:: GIVEN ENTRIES ::

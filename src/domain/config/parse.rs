//! Pure parse/validate for handler configuration (`pvcontrol-handler.toml`).

use crate::domain::{AppError, HandlerConfig};

/// Parse and validate handler configuration from TOML content.
pub fn parse_handler_config(content: &str) -> Result<HandlerConfig, AppError> {
    let config: HandlerConfig = toml::from_str(content)?;

    if config.shell.path.as_os_str().is_empty() {
        return Err(AppError::config_error("shell.path must not be empty"));
    }
    if !config.shell.path.is_absolute() {
        return Err(AppError::config_error(format!(
            "shell.path must be absolute: {}",
            config.shell.path.display()
        )));
    }
    if config.shell.timeout_secs == Some(0) {
        return Err(AppError::config_error("shell.timeout_secs must be greater than zero"));
    }
    if config.download.request_timeout_secs == 0 {
        return Err(AppError::config_error("download.request_timeout_secs must be greater than zero"));
    }

    Ok(config)
}
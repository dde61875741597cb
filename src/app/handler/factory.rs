//! Entry point the update agent host calls to obtain the handler.

use std::panic;
use std::path::Path;

use log::{error, info};

use super::{DefaultPvControlHandler, PvControlHandler};
use crate::adapters::{ChildProcessLauncher, HttpDownloader};
use crate::app::config::load_handler_config;
use crate::app::logging::{self, HANDLER_LOG_CATEGORY};
use crate::domain::config::paths;
use crate::domain::{
    AppError, LogSeverity, PVCONTROL_UPDATE_TYPE_NAME, PVCONTROL_UPDATE_TYPE_VERSION,
};
use crate::ports::ContentHandler;

/// Create the pvcontrol content handler with logging at `severity`.
///
/// Returns `None` when construction fails; the failure is logged and never
/// propagates to the host.
pub fn create_update_content_handler_extension(
    severity: LogSeverity,
) -> Option<Box<dyn ContentHandler>> {
    create_handler_with_config(severity, Path::new(paths::HANDLER_CONFIG_FILE))
}

/// Same as [`create_update_content_handler_extension`], reading configuration
/// from `config_path`.
pub fn create_handler_with_config(
    severity: LogSeverity,
    config_path: &Path,
) -> Option<Box<dyn ContentHandler>> {
    let logging = logging::init(severity, HANDLER_LOG_CATEGORY);
    info!(
        "Instantiating an Update Content Handler for '{}:{}'",
        PVCONTROL_UPDATE_TYPE_NAME, PVCONTROL_UPDATE_TYPE_VERSION
    );

    match panic::catch_unwind(|| build_handler(config_path)) {
        Ok(Ok(handler)) => Some(Box::new(handler.with_logging(logging))),
        Ok(Err(e)) => {
            error!("Unhandled error while creating the pvcontrol handler: {}", e);
            None
        }
        Err(_) => {
            error!("Unhandled panic while creating the pvcontrol handler");
            None
        }
    }
}

fn build_handler(config_path: &Path) -> Result<DefaultPvControlHandler, AppError> {
    let config = load_handler_config(config_path)?;
    let launcher = ChildProcessLauncher::with_timeout(config.shell.timeout());
    let downloader = HttpDownloader::new(&config.download)?;
    Ok(PvControlHandler::new(config, launcher, downloader))
}
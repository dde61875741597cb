mod fake_downloader;
mod recording_launcher;

pub use fake_downloader::{DownloadCall, FakeDownloader};
pub use recording_launcher::{LaunchCall, RecordingLauncher};
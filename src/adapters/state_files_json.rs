//! Readers for the JSON state files pvcontrol leaves behind.

use std::fs;
use std::path::Path;

use serde::de::DeserializeOwned;

use crate::domain::{AppError, InstalledInfo, ProgressInfo, StateFiles};

/// Reads pvcontrol state files from their configured locations.
#[derive(Debug, Clone)]
pub struct JsonStateFiles {
    files: StateFiles,
}

impl JsonStateFiles {
    pub fn new(files: StateFiles) -> Self {
        Self { files }
    }

    pub fn installed_path(&self) -> &Path {
        &self.files.installed
    }

    pub fn progress_path(&self) -> &Path {
        &self.files.progress
    }

    /// Installed-info record. A missing or blank revision is an error.
    pub fn read_installed(&self) -> Result<InstalledInfo, AppError> {
        let info: InstalledInfo = read_json(&self.files.installed)?;
        if info.revision.trim().is_empty() {
            return Err(AppError::MissingRevision(self.files.installed.clone()));
        }
        Ok(info)
    }

    pub fn read_progress(&self) -> Result<ProgressInfo, AppError> {
        read_json(&self.files.progress)
    }
}

fn read_json<T: DeserializeOwned>(path: &Path) -> Result<T, AppError> {
    let content = fs::read_to_string(path).map_err(|e| AppError::state_file(path, e))?;
    serde_json::from_str(&content).map_err(|e| AppError::state_file(path, e))
}
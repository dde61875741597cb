use std::path::{Path, PathBuf};
use std::sync::Mutex;
use std::time::Duration;

use crate::domain::{AducResult, FileEntity, ResultCode};
use crate::ports::Downloader;

#[derive(Debug, Clone)]
pub struct DownloadCall {
    pub entity: FileEntity,
    pub workflow_id: String,
    pub work_folder: PathBuf,
    pub retry_timeout: Duration,
}

/// Downloader double that never touches the network.
pub struct FakeDownloader {
    calls: Mutex<Vec<DownloadCall>>,
    result: AducResult,
}

impl Default for FakeDownloader {
    fn default() -> Self {
        Self::new()
    }
}

impl FakeDownloader {
    pub fn new() -> Self {
        Self::returning(AducResult::new(ResultCode::DownloadSuccess))
    }

    pub fn returning(result: AducResult) -> Self {
        Self { calls: Mutex::new(Vec::new()), result }
    }

    pub fn calls(&self) -> Vec<DownloadCall> {
        self.calls.lock().unwrap().clone()
    }
}

impl Downloader for FakeDownloader {
    fn download(
        &self,
        entity: &FileEntity,
        workflow_id: &str,
        work_folder: &Path,
        retry_timeout: Duration,
    ) -> AducResult {
        self.calls.lock().unwrap().push(DownloadCall {
            entity: entity.clone(),
            workflow_id: workflow_id.to_string(),
            work_folder: work_folder.to_path_buf(),
            retry_timeout,
        });
        self.result
    }
}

:::

YOUR OBJECTIVE: Each line above that includes "PathBuf" should be shown.

OUTPUT BELOW:
use std::path::{Path, PathBuf};
    pub work_folder: PathBuf,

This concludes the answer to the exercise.